Mary Christmas

Tanner, Henry Ossawa, 1859-1937

This morning as I drove across Los Angeles from the east side to work and school on the west, I saw something that made my heart break. Underneath the Silverlake exit overpass were two street sweeping vehicles along with a smattering of police cars. They were there to “clean out” the homeless encampments. As we drove by my empathy and post-election tender heart just about exploded. How can we treat people like animals, devalue other humans and not see them as equals in need of all the things we need? All people, even those who are bent on harm or seem so different from ourselves need care and love and dignity, especially those who are marginalized and vulnerable in the communities in which we find ourselves. Our care for the marginalized is often highlighted during the holiday season. As a culture, we become more attuned to stories that highlight those who are most vulnerable in our communities and contexts. In reflecting on this, I wonder if this focus has to do with the narratives that surround the stories told at this time? Whether it’s the sustaining of supplies in the Maccabee’s narrative which Hanukkah celebrates, or the Turkish Saint Nicholas who left presents of dowries for young women so that they would not be sold into prostitution or even the genealogy of Christ that is filled with women and men who live on the margins of society and who is the son of poor and marginalized refugees who have to hide out in a hostile foreign land, one that once held their relatives in slavery and captivity, to escape their government and king’s persecution and execution of small children.

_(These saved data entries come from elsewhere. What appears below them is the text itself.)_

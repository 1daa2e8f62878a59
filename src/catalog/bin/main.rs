include!("../../lib.rs");
use axum::{
    routing::get,
    Router,
};
use lambda_http::{run, Error};
use crate::catalog::controller::{add_book, find_book_by_id, remove_book, search_books, update_book};
use crate::core::controller::{configure_dev_runtime, AppState};
use crate::utils::logs::setup_tracing;

#[tokio::main]
async fn main() -> Result<(), Error> {
    setup_tracing();

    let state = AppState::from_env();
    configure_dev_runtime(&state);

    let app = Router::new()
        .route("/catalog", get(search_books).post(add_book))
        .route("/catalog/:id", get(find_book_by_id).put(update_book).delete(remove_book))
        .with_state(state);

    run(app).await
}
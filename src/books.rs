pub mod domain;
pub mod dto;
pub mod factory;
pub mod repository;
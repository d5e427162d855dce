//! Logging configuration and initialization
//!
//! Diagnostics are written to stderr's original destination, never through
//! the stderr fan-out. Otherwise a failing stderr consumer would produce a
//! warning, which would be forwarded to the same consumer, fail again, and
//! so on forever.

use crate::forward::original_writer;
use crate::stream::StdStream;
use tracing::debug;
use tracing_subscriber::EnvFilter;

/// Install the global tracing subscriber.
///
/// `filter` uses `EnvFilter` syntax ("info", "stdtee=debug", ...). An
/// invalid filter falls back to "info". Calling this twice is harmless; the
/// second subscriber is ignored.
pub fn init(filter: &str) {
    let env_filter = EnvFilter::try_new(filter).unwrap_or_else(|_| EnvFilter::new("info"));

    let installed = tracing_subscriber::fmt()
        .with_env_filter(env_filter)
        .with_writer(|| original_writer(StdStream::Stderr))
        .with_ansi(false)
        .with_target(false)
        .try_init()
        .is_ok();

    if installed {
        debug!(filter, "Logging initialized");
    }
}
//! Named consumer registry shared between callers and the copy loop

use std::collections::HashMap;
use std::io::{self, Write};
use std::sync::{Mutex, PoisonError, RwLock};

/// A destination that receives a copy of every forwarded chunk.
///
/// Sinks are written from the copy loop while the registry is held in shared
/// mode, so writes go through `&self`.
pub trait Sink: Send + Sync {
    fn write_chunk(&self, chunk: &[u8]) -> io::Result<()>;
}

impl<W: Write + Send> Sink for Mutex<W> {
    fn write_chunk(&self, chunk: &[u8]) -> io::Result<()> {
        let mut writer = self.lock().unwrap_or_else(PoisonError::into_inner);
        writer.write_all(chunk)?;
        writer.flush()
    }
}

/// Consumer id → sink, behind a reader/writer lock
#[derive(Default)]
pub struct Registry {
    consumers: RwLock<HashMap<String, Box<dyn Sink>>>,
}

impl Registry {
    pub fn new() -> Self {
        Self::default()
    }

    /// Insert or replace the sink for `id`. Returns true if one was replaced.
    pub fn insert(&self, id: impl Into<String>, sink: Box<dyn Sink>) -> bool {
        let mut consumers = self.consumers.write().unwrap_or_else(PoisonError::into_inner);
        consumers.insert(id.into(), sink).is_some()
    }

    /// Remove `id` if present. Returns true if something was removed.
    pub fn remove(&self, id: &str) -> bool {
        let mut consumers = self.consumers.write().unwrap_or_else(PoisonError::into_inner);
        consumers.remove(id).is_some()
    }

    pub fn clear(&self) {
        let mut consumers = self.consumers.write().unwrap_or_else(PoisonError::into_inner);
        consumers.clear();
    }

    pub fn len(&self) -> usize {
        self.consumers.read().unwrap_or_else(PoisonError::into_inner).len()
    }

    pub fn is_empty(&self) -> bool {
        self.len() == 0
    }

    /// Registered ids, sorted
    pub fn ids(&self) -> Vec<String> {
        let consumers = self.consumers.read().unwrap_or_else(PoisonError::into_inner);
        let mut ids: Vec<String> = consumers.keys().cloned().collect();
        ids.sort();
        ids
    }

    /// Write `chunk` to every consumer under the shared lock.
    ///
    /// `on_error` is called for each failing consumer; failures never stop
    /// the broadcast. Returns the number of failed consumers.
    pub fn broadcast<F>(&self, chunk: &[u8], mut on_error: F) -> usize
    where
        F: FnMut(&str, &io::Error),
    {
        let consumers = self.consumers.read().unwrap_or_else(PoisonError::into_inner);
        let mut failures = 0;
        for (id, sink) in consumers.iter() {
            if let Err(e) = sink.write_chunk(chunk) {
                failures += 1;
                on_error(id, &e);
            }
        }
        failures
    }
}
// Library interface for stdtee
// Process-wide stdout/stderr fan-out plus the daemon that streams it to clients

pub mod config;
pub mod daemon;
pub mod error;
pub mod forward;
pub mod logging;
pub mod stream;

pub use error::ForwardError;
pub use forward::{
    forwarder, original_writer, register_consumer, register_consumer_sink, unregister_consumer,
    Forwarder, ForwarderState, OriginalWriter, Sink,
};
pub use stream::StdStream;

Mary, the final woman in Christ’s genealogy, and his mother is one of two marginalized characters featured in this week’s Advent lectionary text. The text’s focus is Mary’s unexpected pregnancy and the struggle it offered to Joseph. Both Mary and Joseph are marginalized people. They are poor and part of an ethnic/religious culture that is seen as the center of all their government’s problems and scapegoat for all the mounting tensions perceived and actual (sound familiar?). So, like all marginalized people, they are trying to find a means to survive and maybe find a pocket of joy. Mary then becomes pregnant and her  marginality grows. Joseph, while filled with various emotions, seeks to offer her what care and dignity he can by not highlighting Mary’s “moral failure” of pregnancy. He will quietly leave her to an uncertain future. And this is where the angel steps in and we are supposed to rejoice. And we do.  But we are supposed to listen and see as well. Much like the tale of the Good Samaritan, we often place ourselves as the Joseph character instead of the Mary, and in doing so fail to hear the empathetic call of Mary.

These sacred stories that are so familiar to many of us may have lost their power to impact us viscerally and remind us of the histories of abusive powers and those who were at risk. They speak to the need for care and love of those who are marginalized today. For in their company and from their low space comes the one who transforms, who breaks forth and brings a transformational new way of being and seeing. From the margins comes an apocalypse (a disclosure of knowledge or revelation) that will completely transform the way we engage with the world. What the Biblical text speaks so loudly but is rarely heard is the deep seeded truth that from the least of these comes the blessings. When those who are orphaned, widowed, or "other" in your context are cared for, God is in your midst. Though the arch of the universe bends towards justice, we must be the hands and feet of that bending justice.